– Select Quotes
If there is something it is like to be for an animal (or computer; or baby) then that animal (or computer; or baby) is conscious. Otherwise it is not.
Is consciousness an extra ingredient added to our ability to perceive, think, or is it inseparable from being able to perceive, think and feel?
Perhaps you think we need consciousness to make decisions, but neuroscience shows us how the brain makes decision and it does not seem to need an extra, added force to do so. Artificial systems are making increasingly complex decisions without needing a consciousness module.
The more we learn about the brain the less room there is for consciousness to play a role.
…any creature that can see, feel, think, fall in love, and appreciate a fine wine will inevitably end up believing they are conscious, imagining zombies are possible, and thinking that consciousness does things.
…the brain is a parallel, distributed processing system with no central headquarters and no place in which “I” could sit.
The somatosensory cortex at the top of the brain deals with touch, and stimulating any part of it causes a sensation as though the corresponding part of the body is being touched.

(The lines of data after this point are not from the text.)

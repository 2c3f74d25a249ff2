//! JSON Schema validation for rule documents.
//!
//! Rule documents arrive from an external ETL pipeline; they are validated
//! against the embedded schema before deserialization so a malformed rule is
//! a load-time error, not an evaluation-time surprise.

use std::sync::OnceLock;

use super::CatalogError;

/// Embedded rule schema (loaded at compile time).
const RULE_SCHEMA_JSON: &str = include_str!("../../schema/rule.schema.json");

/// Compiled JSON Schema validator (initialized once, reused).
static COMPILED_SCHEMA: OnceLock<Result<jsonschema::Validator, String>> = OnceLock::new();

fn get_validator() -> Result<&'static jsonschema::Validator, CatalogError> {
    let result = COMPILED_SCHEMA.get_or_init(|| {
        let schema_value: serde_json::Value = match serde_json::from_str(RULE_SCHEMA_JSON) {
            Ok(v) => v,
            Err(e) => return Err(format!("Invalid schema JSON: {}", e)),
        };

        match jsonschema::options().build(&schema_value) {
            Ok(v) => Ok(v),
            Err(e) => Err(format!("Failed to compile schema: {}", e)),
        }
    });

    match result {
        Ok(v) => Ok(v),
        Err(e) => Err(CatalogError::Unavailable(e.clone())),
    }
}

/// Validate one rule document against the embedded schema.
///
/// Returns all violations, not just the first, so ETL operators can fix a
/// document in one pass.
pub fn validate_rule_document(rule_json: &serde_json::Value) -> Result<(), CatalogError> {
    let validator = get_validator()?;

    let errors: Vec<String> = validator
        .iter_errors(rule_json)
        .map(|e| format!("{}: {}", e.instance_path, e))
        .collect();

    if errors.is_empty() {
        Ok(())
    } else {
        Err(CatalogError::SchemaViolation(errors.join("; ")))
    }
}

#[cfg(test)]
mod tests {
    use super::*;

    #[test]
    fn test_valid_rule_document_accepted() {
        let rule = serde_json::json!({
            "id": "CETA-3901-1",
            "hs_code": "390110",
            "trade_agreement": "CETA",
            "rule_text": "CTH or RVC 40%",
            "priority": 1,
            "conditions": {
                "alternatives": [
                    { "type": "heading_change", "change": "CTH" },
                    { "type": "value_rule", "method": "RVC", "threshold": 40 }
                ]
            }
        });
        assert!(validate_rule_document(&rule).is_ok());
    }

    #[test]
    fn test_missing_required_field_rejected() {
        let rule = serde_json::json!({
            "id": "CETA-3901-1",
            "hs_code": "390110",
            "trade_agreement": "CETA"
        });
        let err = validate_rule_document(&rule).unwrap_err();
        assert!(matches!(err, CatalogError::SchemaViolation(_)));
    }

    #[test]
    fn test_non_numeric_hs_code_rejected() {
        let rule = serde_json::json!({
            "id": "X",
            "hs_code": "39A110",
            "trade_agreement": "CETA",
            "rule_text": "CTH"
        });
        assert!(validate_rule_document(&rule).is_err());
    }

    #[test]
    fn test_value_rule_requires_threshold() {
        let rule = serde_json::json!({
            "id": "X",
            "hs_code": "390110",
            "trade_agreement": "CETA",
            "rule_text": "RVC",
            "conditions": {
                "alternatives": [ { "type": "value_rule", "method": "RVC" } ]
            }
        });
        assert!(validate_rule_document(&rule).is_err());
    }
}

How could this awful, tow-curling, horrible, unwanted feeling in the side of my head actually be the firing of my C-fibers?
…deciding to act doesn’t feel like neurons firing.
You need to accumulate lots of later words before the beginning of the sentence makes sense..
There is nothing more to being famous than being widely known; likewise there is nothing more to bring conscious than being widely available to further thought or action.
It becomes clear that there are always lots of threads going on at once, and none is really “in” consciousness until it is grasped.
…seeing is not a process of building up a picture-like copy of the world for an inner self to look at; it is more like making guesses or predictions about what is there.
We get the vivid impression that all that detail is inside our heads, when really it remains out there in the world.
We imagine that as we look around a scene we are taking in more and more of the picture with each glance until we have a rich impression of it all inside our head. This is how seeing feels, and this is how we imagine it must work…the power of change blindness suggests that there must be something wrong with this natural theory of vision.
…vision is action: so seeing, attending, and acting are all fundamentally alike.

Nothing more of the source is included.